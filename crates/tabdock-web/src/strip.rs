#![forbid(unsafe_code)]

//! Tab-strip markup rendering.
//!
//! The strip is rebuilt wholesale on every change: the frontend sets the tab
//! bar's innerHTML to the output of [`strip_html`]. Close affordances carry
//! their tab's url in a data attribute so a single delegated click listener
//! can route them; the anchors themselves go through the normal link
//! interception path.
//!
//! Pure string-to-string so it runs under native tests; titles come from
//! server-controlled documents but are escaped anyway since they pass
//! through innerHTML.

use tabdock_core::tabs::TabList;

/// Data attribute carrying the close target url on each close affordance.
pub const CLOSE_URL_ATTR: &str = "data-close-url";

/// Render the full strip for `tabs`, marking the entry for `active_url`.
#[must_use]
pub fn strip_html(tabs: &TabList, active_url: &str) -> String {
    let mut html = String::new();
    for tab in tabs {
        let class = if tab.url == active_url {
            "nav-link active"
        } else {
            "nav-link"
        };
        let url = escape_html(&tab.url);
        html.push_str(&format!(
            "<li class=\"nav-item\"><a class=\"{class}\" href=\"{url}\">{title}\
             <button type=\"button\" class=\"ms-1 btn-close\" {CLOSE_URL_ATTR}=\"{url}\">\u{d7}</button>\
             </a></li>",
            title = escape_html(&tab.title),
        ));
    }
    html
}

/// Minimal HTML entity escaping for text and double-quoted attribute
/// positions.
#[must_use]
pub fn escape_html(s: &str) -> String {
    let mut out = String::with_capacity(s.len());
    for c in s.chars() {
        match c {
            '&' => out.push_str("&amp;"),
            '<' => out.push_str("&lt;"),
            '>' => out.push_str("&gt;"),
            '"' => out.push_str("&quot;"),
            '\'' => out.push_str("&#39;"),
            _ => out.push(c),
        }
    }
    out
}

// ---------------------------------------------------------------------------
// Tests
// ---------------------------------------------------------------------------
#![forbid(unsafe_code)]

//! Overlay controller: loading indicator over request lifecycle events.
//!
//! The hypermedia framework dispatches its lifecycle events on the document
//! body; this controller counts them through an [`OverlayGate`] and projects
//! the count onto the overlay element's visibility class. Request-start
//! acquires; after-swap, response-error, and network send-error release.
//! With the gate, overlapping requests keep the overlay up until the last
//! one settles.

use std::cell::RefCell;
use std::rc::Rc;

use wasm_bindgen::JsCast;
use wasm_bindgen::closure::Closure;
use web_sys::Element;

use tabdock_core::config::ShellConfig;
use tabdock_core::overlay::OverlayGate;

use crate::dom;

thread_local! {
    static LIFECYCLE_HANDLERS: RefCell<Vec<Closure<dyn FnMut(web_sys::Event)>>> =
        const { RefCell::new(Vec::new()) };
}

/// Wire the lifecycle listeners. Inert when the overlay element is absent.
pub(crate) fn attach(cfg: Rc<ShellConfig>) {
    let Some(doc) = dom::document() else {
        return;
    };
    let Some(overlay) = doc.get_element_by_id(&cfg.overlay_id) else {
        return;
    };
    let Some(body) = dom::body() else {
        return;
    };

    LIFECYCLE_HANDLERS.with(|slot| {
        let mut handlers = slot.borrow_mut();
        if !handlers.is_empty() {
            return;
        }

        let gate = Rc::new(RefCell::new(OverlayGate::new()));

        // (event, acquires) — everything that settles a request releases.
        let wiring: [(&str, bool); 4] = [
            ("htmx:requestStart", true),
            ("htmx:afterSwap", false),
            ("htmx:responseError", false),
            ("htmx:sendError", false),
        ];

        for (event_name, acquires) in wiring {
            let gate = gate.clone();
            let overlay = overlay.clone();
            let cfg = cfg.clone();
            let callback = Closure::<dyn FnMut(web_sys::Event)>::wrap(Box::new(move |_event| {
                let mut gate = gate.borrow_mut();
                if acquires {
                    gate.acquire();
                } else {
                    gate.release();
                }
                project(&overlay, &cfg, gate.is_visible());
            }));
            let _ =
                body.add_event_listener_with_callback(event_name, callback.as_ref().unchecked_ref());
            handlers.push(callback);
        }
    });
}

fn project(overlay: &Element, cfg: &ShellConfig, visible: bool) {
    let class_list = overlay.class_list();
    let result = if visible {
        class_list.add_1(&cfg.overlay_visible_class)
    } else {
        class_list.remove_1(&cfg.overlay_visible_class)
    };
    let _ = result;
}
#![forbid(unsafe_code)]

//! DOM anchors and wire constants for the frontend.
//!
//! Everything the frontend needs to find on (or send from) the page lives in
//! one struct, so the controllers own no string literals and a host page
//! with different markup can re-anchor the shell without code changes. The
//! `Default` carries the production values.

/// Page contract: element anchors, attribute names, and the fragment-mode
/// request header.
#[derive(Debug, Clone, PartialEq, Eq)]
pub struct ShellConfig {
    /// Element id of the tab strip container.
    pub tab_bar_id: String,

    /// Selector for the swappable content region, in both the live page and
    /// fetched fragment documents.
    pub content_selector: String,

    /// Element id of the loading overlay.
    pub overlay_id: String,

    /// Class toggled on the overlay while requests are pending.
    pub overlay_visible_class: String,

    /// Selector for the display-mode toggle control.
    pub theme_toggle_selector: String,

    /// Attribute on the document root carrying the display mode.
    pub mode_attr: String,

    /// Header marking a fetch as a fragment request so the server renders a
    /// partial page.
    pub fragment_header_name: String,
    pub fragment_header_value: String,
}

impl Default for ShellConfig {
    fn default() -> Self {
        Self {
            tab_bar_id: "open-tabs".to_string(),
            content_selector: ".main-content".to_string(),
            overlay_id: "loading-overlay".to_string(),
            overlay_visible_class: "show".to_string(),
            theme_toggle_selector: ".theme-toggle".to_string(),
            mode_attr: "data-layout-mode".to_string(),
            fragment_header_name: "X-Requested-With".to_string(),
            fragment_header_value: "XMLHttpRequest".to_string(),
        }
    }
}
#![forbid(unsafe_code)]

//! WASM frontend for TabDock.
//!
//! This crate is the browser half of the shell: three page-lifecycle
//! controllers wired over `web-sys`, exported to the host page via
//! `wasm-bindgen`.
//!
//! - **Theme**: applies the persisted light/dark preference to the document
//!   root, toggles it from the page's toggle control, and reapplies it
//!   before every fragment swap.
//! - **Overlay**: projects the loading overlay from the hypermedia
//!   framework's request lifecycle events through a pending-request gate.
//! - **Shell**: the tab strip and fragment navigation — link interception,
//!   fetch-and-swap of the content region, history integration, and the
//!   close actions.
//!
//! The host page loads the module and calls [`boot`] once the DOM is ready:
//!
//! ```text
//! import init, { boot } from "./tabdock_web.js";
//! await init();
//! boot();
//! ```
//!
//! All decisions live in `tabdock-core`; this crate reduces DOM events to
//! plain values, asks core, and applies the outcome. Browser-API modules are
//! only compiled on `wasm32`; [`strip`] is pure and tested natively.

pub mod strip;

#[cfg(target_arch = "wasm32")]
mod dom;
#[cfg(target_arch = "wasm32")]
mod overlay;
#[cfg(target_arch = "wasm32")]
mod shell;
#[cfg(target_arch = "wasm32")]
mod theme;
#[cfg(target_arch = "wasm32")]
mod wasm;

#[cfg(target_arch = "wasm32")]
pub use wasm::{boot, close_all_tabs, close_current_tab, close_other_tabs};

☆ ☆ ☆

WHAT YOU ARE ASKED TO DO
The entries shown above should be duplicated exactly.

EXPECTED OUTPUT
filename crates/tabdock-web/src/strip.rs
#![forbid(unsafe_code)]

//! Tab-strip markup rendering.
//!
//! The strip is rebuilt wholesale on every change: the frontend sets the tab
//! bar's innerHTML to the output of [`strip_html`]. Close affordances carry
//! their tab's url in a data attribute so a single delegated click listener
//! can route them; the anchors themselves go through the normal link
//! interception path.
//!
//! Pure string-to-string so it runs under native tests; titles come from
//! server-controlled documents but are escaped anyway since they pass
//! through innerHTML.

use tabdock_core::tabs::TabList;

/// Data attribute carrying the close target url on each close affordance.
pub const CLOSE_URL_ATTR: &str = "data-close-url";

/// Render the full strip for `tabs`, marking the entry for `active_url`.
#[must_use]
pub fn strip_html(tabs: &TabList, active_url: &str) -> String {
    let mut html = String::new();
    for tab in tabs {
        let class = if tab.url == active_url {
            "nav-link active"
        } else {
            "nav-link"
        };
        let url = escape_html(&tab.url);
        html.push_str(&format!(
            "<li class=\"nav-item\"><a class=\"{class}\" href=\"{url}\">{title}\
             <button type=\"button\" class=\"ms-1 btn-close\" {CLOSE_URL_ATTR}=\"{url}\">\u{d7}</button>\
             </a></li>",
            title = escape_html(&tab.title),
        ));
    }
    html
}

/// Minimal HTML entity escaping for text and double-quoted attribute
/// positions.
#[must_use]
pub fn escape_html(s: &str) -> String {
    let mut out = String::with_capacity(s.len());
    for c in s.chars() {
        match c {
            '&' => out.push_str("&amp;"),
            '<' => out.push_str("&lt;"),
            '>' => out.push_str("&gt;"),
            '"' => out.push_str("&quot;"),
            '\'' => out.push_str("&#39;"),
            _ => out.push(c),
        }
    }
    out
}

// ---------------------------------------------------------------------------
// Tests
// ---------------------------------------------------------------------------
#![forbid(unsafe_code)]

//! Overlay controller: loading indicator over request lifecycle events.
//!
//! The hypermedia framework dispatches its lifecycle events on the document
//! body; this controller counts them through an [`OverlayGate`] and projects
//! the count onto the overlay element's visibility class. Request-start
//! acquires; after-swap, response-error, and network send-error release.
//! With the gate, overlapping requests keep the overlay up until the last
//! one settles.

use std::cell::RefCell;
use std::rc::Rc;

use wasm_bindgen::JsCast;
use wasm_bindgen::closure::Closure;
use web_sys::Element;

use tabdock_core::config::ShellConfig;
use tabdock_core::overlay::OverlayGate;

use crate::dom;

thread_local! {
    static LIFECYCLE_HANDLERS: RefCell<Vec<Closure<dyn FnMut(web_sys::Event)>>> =
        const { RefCell::new(Vec::new()) };
}

/// Wire the lifecycle listeners. Inert when the overlay element is absent.
pub(crate) fn attach(cfg: Rc<ShellConfig>) {
    let Some(doc) = dom::document() else {
        return;
    };
    let Some(overlay) = doc.get_element_by_id(&cfg.overlay_id) else {
        return;
    };
    let Some(body) = dom::body() else {
        return;
    };

    LIFECYCLE_HANDLERS.with(|slot| {
        let mut handlers = slot.borrow_mut();
        if !handlers.is_empty() {
            return;
        }

        let gate = Rc::new(RefCell::new(OverlayGate::new()));

        // (event, acquires) — everything that settles a request releases.
        let wiring: [(&str, bool); 4] = [
            ("htmx:requestStart", true),
            ("htmx:afterSwap", false),
            ("htmx:responseError", false),
            ("htmx:sendError", false),
        ];

        for (event_name, acquires) in wiring {
            let gate = gate.clone();
            let overlay = overlay.clone();
            let cfg = cfg.clone();
            let callback = Closure::<dyn FnMut(web_sys::Event)>::wrap(Box::new(move |_event| {
                let mut gate = gate.borrow_mut();
                if acquires {
                    gate.acquire();
                } else {
                    gate.release();
                }
                project(&overlay, &cfg, gate.is_visible());
            }));
            let _ =
                body.add_event_listener_with_callback(event_name, callback.as_ref().unchecked_ref());
            handlers.push(callback);
        }
    });
}

fn project(overlay: &Element, cfg: &ShellConfig, visible: bool) {
    let class_list = overlay.class_list();
    let result = if visible {
        class_list.add_1(&cfg.overlay_visible_class)
    } else {
        class_list.remove_1(&cfg.overlay_visible_class)
    };
    let _ = result;
}
#![forbid(unsafe_code)]

//! DOM anchors and wire constants for the frontend.
//!
//! Everything the frontend needs to find on (or send from) the page lives in
//! one struct, so the controllers own no string literals and a host page
//! with different markup can re-anchor the shell without code changes. The
//! `Default` carries the production values.

/// Page contract: element anchors, attribute names, and the fragment-mode
/// request header.
#[derive(Debug, Clone, PartialEq, Eq)]
pub struct ShellConfig {
    /// Element id of the tab strip container.
    pub tab_bar_id: String,

    /// Selector for the swappable content region, in both the live page and
    /// fetched fragment documents.
    pub content_selector: String,

    /// Element id of the loading overlay.
    pub overlay_id: String,

    /// Class toggled on the overlay while requests are pending.
    pub overlay_visible_class: String,

    /// Selector for the display-mode toggle control.
    pub theme_toggle_selector: String,

    /// Attribute on the document root carrying the display mode.
    pub mode_attr: String,

    /// Header marking a fetch as a fragment request so the server renders a
    /// partial page.
    pub fragment_header_name: String,
    pub fragment_header_value: String,
}

impl Default for ShellConfig {
    fn default() -> Self {
        Self {
            tab_bar_id: "open-tabs".to_string(),
            content_selector: ".main-content".to_string(),
            overlay_id: "loading-overlay".to_string(),
            overlay_visible_class: "show".to_string(),
            theme_toggle_selector: ".theme-toggle".to_string(),
            mode_attr: "data-layout-mode".to_string(),
            fragment_header_name: "X-Requested-With".to_string(),
            fragment_header_value: "XMLHttpRequest".to_string(),
        }
    }
}
#![forbid(unsafe_code)]

//! WASM frontend for TabDock.
//!
//! This crate is the browser half of the shell: three page-lifecycle
//! controllers wired over `web-sys`, exported to the host page via
//! `wasm-bindgen`.
//!
//! - **Theme**: applies the persisted light/dark preference to the document
//!   root, toggles it from the page's toggle control, and reapplies it
//!   before every fragment swap.
//! - **Overlay**: projects the loading overlay from the hypermedia
//!   framework's request lifecycle events through a pending-request gate.
//! - **Shell**: the tab strip and fragment navigation — link interception,
//!   fetch-and-swap of the content region, history integration, and the
//!   close actions.
//!
//! The host page loads the module and calls [`boot`] once the DOM is ready:
//!
//! ```text
//! import init, { boot } from "./tabdock_web.js";
//! await init();
//! boot();
//! ```
//!
//! All decisions live in `tabdock-core`; this crate reduces DOM events to
//! plain values, asks core, and applies the outcome. Browser-API modules are
//! only compiled on `wasm32`; [`strip`] is pure and tested natively.

pub mod strip;

#[cfg(target_arch = "wasm32")]
mod dom;
#[cfg(target_arch = "wasm32")]
mod overlay;
#[cfg(target_arch = "wasm32")]
mod shell;
#[cfg(target_arch = "wasm32")]
mod theme;
#[cfg(target_arch = "wasm32")]
mod wasm;

#[cfg(target_arch = "wasm32")]
pub use wasm::{boot, close_all_tabs, close_current_tab, close_other_tabs};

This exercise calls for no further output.